AttentionInfluence: Adopting Attention Head Influence for Weak-to-Strong Pretraining Data Selection (2505.07293v1)

Published 12 May 2025 in cs.CL

Abstract: Recently, there has been growing interest in collecting reasoning-intensive pretraining data to improve LLMs' complex reasoning ability. Prior approaches typically rely on supervised classifiers to identify such data, which requires labeling by humans or LLMs, often introducing domain-specific biases. Due to the attention heads being crucial to in-context reasoning, we propose AttentionInfluence, a simple yet effective, training-free method without supervision signal. Our approach enables a small pretrained LLM to act as a strong data selector through a simple attention head masking operation. Specifically, we identify retrieval heads and compute the loss difference when masking these heads. We apply AttentionInfluence to a 1.3B-parameter dense model to conduct data selection on the SmoLLM corpus of 241B tokens, and mix the SmoLLM corpus with the selected subset comprising 73B tokens to pretrain a 7B-parameter dense model using 1T training tokens and WSD learning rate scheduling. Our experimental results demonstrate substantial improvements, ranging from 1.4pp to 3.5pp, across several knowledge-intensive and reasoning-heavy benchmarks (i.e., MMLU, MMLU-Pro, AGIEval-en, GSM8K, and HumanEval). This demonstrates an effective weak-to-strong scaling property, with small models improving the final performance of larger models-offering a promising and scalable path for reasoning-centric data selection.

Authors (4)

Kai Hua (3 papers)
Steven Wu (8 papers)
Ge Zhang (170 papers)
Ke Shen (20 papers)

Summary

The paper introduces AttentionInfluence, a novel method for selecting high-quality pretraining data for LLMs. The authors highlight the challenge of obtaining reasoning-intensive data efficiently and scalably, noting that existing methods often rely on supervised classifiers trained on human or LLM-generated labels, which can be labor-intensive, introduce bias, and may not generalize well.

AttentionInfluence proposes a training-free and supervision-free approach that leverages the intrinsic mechanisms of pretrained LLMs, specifically attention heads, to identify data samples conducive to developing reasoning abilities. The core idea is based on mechanistic interpretability research (Geva et al., 2020 , Olsson et al., 2022 , Wu et al., 24 Apr 2024 ) suggesting that specific attention heads (termed "retrieval heads") are crucial for in-context learning and reasoning. The method uses a small pretrained model to act as a data selector.

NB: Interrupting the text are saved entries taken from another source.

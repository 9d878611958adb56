// src/services/access_policy.rs

// Fonte única de verdade para "o papel R pode usar o recurso P?".
// Todos os guardiões (rotas, navegação, docs) consultam ESTA tabela;
// nenhum handler re-implementa lista de papéis por conta própria.
//
// A política é pura: nada de I/O, nada de estado global. O principal
// autenticado chega sempre por parâmetro, nunca por storage ambiente.

use serde::{Deserialize, Serialize};

// Papéis conhecidos do sistema. Qualquer string fora daqui é negada
// por padrão (fail closed), sem erro.
#[derive(Debug, Clone, Copy, PartialEq, Eq, Serialize, Deserialize)]
#[serde(rename_all = "snake_case")]
pub enum Role {
    SuperAdmin,
    Admin,
    Manager,
    BranchManager,
    Cashier,
    Technician,
    Accountant,
    Receptionist,
}

impl Role {
    pub fn parse(raw: &str) -> Option<Role> {
        match raw {
            "super_admin" => Some(Role::SuperAdmin),
            "admin" => Some(Role::Admin),
            "manager" => Some(Role::Manager),
            "branch_manager" => Some(Role::BranchManager),
            "cashier" => Some(Role::Cashier),
            "technician" => Some(Role::Technician),
            "accountant" => Some(Role::Accountant),
            "receptionist" => Some(Role::Receptionist),
            _ => None,
        }
    }

    // Camada de acesso total: enxerga qualquer recurso.
    pub fn has_full_access(self) -> bool {
        matches!(self, Role::SuperAdmin | Role::Admin | Role::Manager)
    }

    pub fn as_str(self) -> &'static str {
        match self {
            Role::SuperAdmin => "super_admin",
            Role::Admin => "admin",
            Role::Manager => "manager",
            Role::BranchManager => "branch_manager",
            Role::Cashier => "cashier",
            Role::Technician => "technician",
            Role::Accountant => "accountant",
            Role::Receptionist => "receptionist",
        }
    }
}

// O ator autenticado em nome de quem a operação é avaliada.
#[derive(Debug, Clone)]
pub struct Principal {
    pub user_id: i32,
    pub role: String,
}

// true sse existe um principal com papel não-vazio.
pub fn is_authenticated(principal: Option<&Principal>) -> bool {
    principal.is_some_and(|p| !p.role.trim().is_empty())
}

// Decide se `role` pode usar `resource_key` (ex.: "inventory.manage").
// O módulo do recurso é o trecho antes do primeiro ponto; "dashboard" e
// "logout" valem para qualquer papel autenticado conhecido.
pub fn is_allowed(role: &str, resource_key: &str) -> bool {
    let Some(role) = Role::parse(role) else {
        return false;
    };
    if role.has_full_access() {
        return true;
    }

    let module = resource_key.split('.').next().unwrap_or(resource_key);
    match module {
        "dashboard" | "logout" => true,
        "accounts" => role == Role::Accountant,
        "vehicle_customer" => matches!(role, Role::Technician | Role::Receptionist),
        // inventory, users, branches e tudo o mais: só a camada de
        // acesso total, já tratada acima.
        _ => false,
    }
}

#[cfg(test)]
mod tests {
    use super::*;

    const ALL_RESOURCE_KEYS: &[&str] = &[
        "dashboard",
        "logout",
        "inventory.manage",
        "inventory.job_orders",
        "vehicle_customer.manage",
        "accounts.manage",
        "accounts.trial_balance",
        "users.manage",
        "branches.manage",
    ];

    const RESTRICTED_ROLES: &[&str] = &[
        "branch_manager",
        "cashier",
        "technician",
        "accountant",
        "receptionist",
    ];

    #[test]
    fn camada_de_acesso_total_enxerga_tudo() {
        for role in ["super_admin", "admin", "manager"] {
            for key in ALL_RESOURCE_KEYS {
                assert!(is_allowed(role, key), "{} deveria acessar {}", role, key);
            }
        }
    }

    #[test]
    fn papel_desconhecido_e_sempre_negado() {
        for key in ALL_RESOURCE_KEYS {
            assert!(!is_allowed("hacker", key));
            assert!(!is_allowed("", key));
            assert!(!is_allowed("ADMIN", key)); // case-sensitive de propósito
        }
    }

    #[test]
    fn dashboard_e_logout_valem_para_todo_papel_conhecido() {
        for role in RESTRICTED_ROLES {
            assert!(is_allowed(role, "dashboard"));
            assert!(is_allowed(role, "logout"));
        }
    }

    #[test]
    fn contador_acessa_apenas_contabilidade() {
        assert!(is_allowed("accountant", "accounts.manage"));
        assert!(is_allowed("accountant", "accounts.trial_balance"));
        assert!(!is_allowed("accountant", "inventory.manage"));
        assert!(!is_allowed("accountant", "vehicle_customer.manage"));
        assert!(!is_allowed("accountant", "users.manage"));
    }

    #[test]
    fn tecnico_e_recepcao_acessam_veiculos_e_clientes() {
        for role in ["technician", "receptionist"] {
            assert!(is_allowed(role, "vehicle_customer.manage"));
            assert!(!is_allowed(role, "inventory.manage"), "{} não vê estoque", role);
            assert!(!is_allowed(role, "accounts.manage"));
        }
    }

    #[test]
    fn inventario_e_exclusivo_da_camada_total() {
        for role in RESTRICTED_ROLES {
            assert!(!is_allowed(role, "inventory.manage"));
            assert!(!is_allowed(role, "inventory.job_orders"));
        }
    }

    #[test]
    fn papeis_restritos_negados_fora_da_sua_lista() {
        for role in ["branch_manager", "cashier"] {
            for key in ALL_RESOURCE_KEYS {
                let expected = matches!(*key, "dashboard" | "logout");
                assert_eq!(is_allowed(role, key), expected, "{} x {}", role, key);
            }
        }
    }

    #[test]
    fn autenticacao_exige_principal_com_papel() {
        assert!(!is_authenticated(None));

        let sem_papel = Principal { user_id: 1, role: "  ".into() };
        assert!(!is_authenticated(Some(&sem_papel)));

        let tecnico = Principal { user_id: 2, role: "technician".into() };
        assert!(is_authenticated(Some(&tecnico)));
    }

    #[test]
    fn parse_e_as_str_sao_simetricos() {
        for raw in [
            "super_admin",
            "admin",
            "manager",
            "branch_manager",
            "cashier",
            "technician",
            "accountant",
            "receptionist",
        ] {
            let role = Role::parse(raw).expect("papel conhecido");
            assert_eq!(role.as_str(), raw);
        }
    }
}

The practical implementation of AttentionInfluence involves three main steps:

Detecting Specific Important Heads: The paper focuses on identifying retrieval heads. This is done by evaluating a small pretrained model (a 1.3B LLaMA2-alike model in their experiments) on a synthetic 3-shot retrieval task. Attention scores for each head are computed, and heads are ranked by their retrieval score. The top 5% are identified as important retrieval heads.
Masking Operation: A "weak" reference model is created by masking the identified important heads in the base pretrained model. Masking means setting the attention weights of these heads to a uniform distribution (1/L, where L is the sequence length). This effectively disables their learned attention patterns, degrading the model's performance on tasks where these heads are important.
Calculating AttentionInfluence Score: For each data sample in the corpus, the token-level cross-entropy loss is computed using both the base model ( $\mathcal{L}_{\mathrm{base}}$ ) and the masked reference model ( $\mathcal{L}_{\mathrm{ref}}$ ). The AttentionInfluence score for a sample is calculated as the relative loss difference:

$\text{AttentionInfluence Score} = \frac{\mathcal{L}_{\mathrm{ref}} - \mathcal{L}_{\mathrm{base}}}{\mathcal{L}_{\mathrm{base}}}$

A higher score indicates that the sample's processing is more disrupted by masking the important heads, suggesting the sample relies more heavily on the mechanisms governed by these heads (e.g., retrieval and reasoning). Scores are compared within the same data domain. Data samples with high AttentionInfluence scores are then selected.

To validate AttentionInfluence, the authors used a 1.3B model to select data from the SmoLLM-Corpus (241B tokens), selecting the top 20% (approximately 73B tokens). They then pretrained a 7B dense model using the full SmoLLM-Corpus mixed with the selected subset. This was compared to a baseline 7B model trained only on the full SmoLLM-Corpus. Both models were trained for 1T tokens.

The experimental results demonstrate that pretraining with data selected by AttentionInfluence leads to consistent and substantial performance improvements on various benchmarks, particularly those requiring knowledge-intensive tasks and complex reasoning (Table 1). Improvements ranged from 1.4pp to 3.5pp on benchmarks like MMLU, MMLU-Pro, AGIEval-en, GSM8K, and HumanEval. The performance advantage emerged early in training and was sustained throughout the training process (Figure 1).

The paper further validates the method's reliability and the quality of selected data through analyses:

LLM-As-A-Judge: Using GPT-4o to evaluate samples, data selected by AttentionInfluence received significantly higher "Reasoning Scores" compared to data selected by a classifier (FineWeb-Edu Classifier), while maintaining comparable "Education Scores" (Table 4).
Sample Characteristics: AttentionInfluence tends to select longer samples, especially in code and math domains, containing more complex code, richer textual context, and elaborate formula-based reasoning.
Diversity: Word frequency analysis showed high overlap but also distinct terms favored by each method (e.g., "sklearn" vs. "19th"), suggesting complementarity. Clustering and visualization of sample embeddings showed that AttentionInfluence yields a more balanced and diverse distribution of selected data across content categories compared to the classifier (Figure 6, 7).
Scalability (Weak-to-Strong): The method exhibits a weak-to-strong scaling property. While the 1.3B model is used for selection, the data it selects significantly improves the performance of a larger 7B model. Using a larger model (7B) for the selection process itself resulted in selecting even higher quality and more generalizable data, leading to further performance gains on challenging tasks (Table 7, Figure 9).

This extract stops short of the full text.